Segment Open

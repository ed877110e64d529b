//! OpenAI 兼容 API 客户端
//!
//! 通过 async_openai 调用任意 OpenAI 兼容端点（可配置 base_url）；支持 DeepSeek、OpenAI、自建代理等。

use async_openai::config::OpenAIConfig;
use async_openai::types::chat::{
    ChatCompletionRequestAssistantMessageArgs, ChatCompletionRequestMessage,
    ChatCompletionRequestSystemMessageArgs, ChatCompletionRequestUserMessageArgs,
    CreateChatCompletionRequestArgs,
};
use async_openai::Client;
use async_trait::async_trait;

use crate::llm::{CompletionRequest, LlmClient, LlmError, Role};

/// OpenAI 兼容客户端：持有 Client 与 model 名，complete 时转换为 API 格式并取首条 content
pub struct OpenAiClient {
    client: Client<OpenAIConfig>,
    model: String,
}

impl OpenAiClient {
    pub fn new(base_url: Option<&str>, model: &str, api_key: Option<&str>) -> Self {
        let api_key = api_key
            .map(String::from)
            .or_else(|| std::env::var("OPENAI_API_KEY").ok())
            .unwrap_or_else(|| "sk-placeholder".to_string());

        let config = if let Some(url) = base_url {
            OpenAIConfig::new().with_api_base(url).with_api_key(api_key)
        } else {
            OpenAIConfig::new().with_api_key(api_key)
        };

        Self {
            client: Client::with_config(config),
            model: model.to_string(),
        }
    }

    fn to_openai_messages(
        &self,
        request: &CompletionRequest,
    ) -> Result<Vec<ChatCompletionRequestMessage>, LlmError> {
        let invalid = |e: async_openai::error::OpenAIError| LlmError::InvalidResponse(e.to_string());
        let mut out = Vec::with_capacity(request.messages.len() + 1);
        if let Some(system) = &request.system {
            out.push(ChatCompletionRequestMessage::System(
                ChatCompletionRequestSystemMessageArgs::default()
                    .content(system.clone())
                    .build()
                    .map_err(invalid)?,
            ));
        }
        for m in &request.messages {
            let msg = match m.role {
                Role::User => ChatCompletionRequestMessage::User(
                    ChatCompletionRequestUserMessageArgs::default()
                        .content(m.content.clone())
                        .build()
                        .map_err(invalid)?,
                ),
                Role::Assistant => ChatCompletionRequestMessage::Assistant(
                    ChatCompletionRequestAssistantMessageArgs::default()
                        .content(m.content.clone())
                        .build()
                        .map_err(invalid)?,
                ),
            };
            out.push(msg);
        }
        Ok(out)
    }
}

#[async_trait]
impl LlmClient for OpenAiClient {
    #[allow(deprecated)]
    async fn complete(&self, request: CompletionRequest) -> Result<String, LlmError> {
        let api_request = CreateChatCompletionRequestArgs::default()
            .model(&self.model)
            .max_tokens(request.max_tokens)
            .messages(self.to_openai_messages(&request)?)
            .build()
            .map_err(|e| LlmError::InvalidResponse(e.to_string()))?;

        let response = self
            .client
            .chat()
            .create(api_request)
            .await
            .map_err(|e| LlmError::classify(e.to_string()))?;

        response
            .choices
            .first()
            .and_then(|c| c.message.content.clone())
            .ok_or_else(|| LlmError::InvalidResponse("empty choices".to_string()))
    }
}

Segment Closed

From the line that contains "let response = self" to the last line of the material above, repeat every line exactly, keeping both the first and the last.

        let response = self
            .client
            .chat()
            .create(api_request)
            .await
            .map_err(|e| LlmError::classify(e.to_string()))?;

        response
            .choices
            .first()
            .and_then(|c| c.message.content.clone())
            .ok_or_else(|| LlmError::InvalidResponse("empty choices".to_string()))
    }
}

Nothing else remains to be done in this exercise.